Had Ariana Grande actually performed on Saturday’s episode, her set would have been the episode’s fourth explicit reference to her summer engagement to cast member Pete Davidson. It’s remarkable how transparently Davidson’s presence in the news has affected his standing in the show. In the premiere alone, Davidson earned a winking monologue cameo; a behind-the-scenes meta sketch from Kyle Mooney, the latest in an ongoing series; and five minutes on “Update” for one of Davidson’s signature thinly veiled stand-up segments.
The spotlight isn’t unearned, exactly—it’s a testament to Davidson’s charisma that a distasteful joke about switching out his fiancée’s birth control doesn’t keep me from finding him incredibly charming. (The remark is absolutely unsavory; unlike Damon’s public comments, though, they’re not in hypocritical contrast with a parody of a misogynist, and they’re of a piece with his clueless-bro-who-lucked-out schtick.) Davidson’s marked boost in airtime is just born out of something more extra-textual than his pure comedic chops.

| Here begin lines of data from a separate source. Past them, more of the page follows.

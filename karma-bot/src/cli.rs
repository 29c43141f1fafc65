use std::path::PathBuf;

use clap::Parser;

const CONFIG_FILE: &str = ".karma-bot.conf";
const KARMA_FILE: &str = ".karma-bot.json";
const LOG_FILE: &str = ".karma-bot.log";

#[derive(Parser, Debug)]
#[command(author, about, long_about = None, disable_version_flag = true)]
pub struct Cli {
    /// JSON config file with server, port, nickname, username and channel.
    #[arg(long, default_value_os_t = home_file(CONFIG_FILE))]
    pub config: PathBuf,

    /// Karma database file. Created on the first karma change if missing.
    #[arg(long, default_value_os_t = home_file(KARMA_FILE))]
    pub karma_file: PathBuf,

    /// File the session log is appended to.
    #[arg(long, default_value_os_t = home_file(LOG_FILE))]
    pub log_file: PathBuf,

    /// Print the version and exit.
    #[arg(short = 'v', long)]
    pub version: bool,
}

/// `name` inside the user's home directory, or the working directory when
/// there is no home.
pub fn home_file(name: &str) -> PathBuf {
    dirs::home_dir()
        .unwrap_or_else(|| PathBuf::from("."))
        .join(name)
}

Still, Davidson is hardly alone in receiving preferential treatment. Kate McKinnon remains the clear MVP, yet an ever-so-slightly overused one. Yes, another slew of Ginsburns only makes sense during a Supreme Court news cycle, but does casting her as Lindsey Graham really seem necessary? On the other hand, at seven seasons and counting, McKinnon’s time with SNL may very well be limited. They’ve got to use her while they can.
All Hail Adam Driver
With the nits thoroughly picked, time for an unqualified highlight! Some topical-adjacent sketches about ’80s ragers and white supremacists tried valiantly to spin rape culture and racism into laughs but didn’t quite meet that admittedly sky-high bar. The best sketch of the night, in a pattern SNL seems determined not to learn from, had nothing to do with current events. It just put Adam Driver in old man makeup, had him do his best Daniel Plainview impression, and got Davidson to teeter on the edge of a classic Adam Sandler break.
Abraham H. Parnassus is a perfectly dumb character conceit: a 19th-century oil baron who, inexplicably and anachronistically, ends up presenting at a modern-day school career day. Driver, a game and versatile host willing to be the centerpiece as well as the straight man, throws his whole being into skewering a dead bird with his cane, screaming about his nemesis H.R. Pickens, and promising “swine livers and Capri Suns” as a healthy snack. There’s not much more to the sketch than an absurdist setup, a great performance, and some inspired turns of phrase. The lesson is that there doesn’t really have to be for SNL to excel.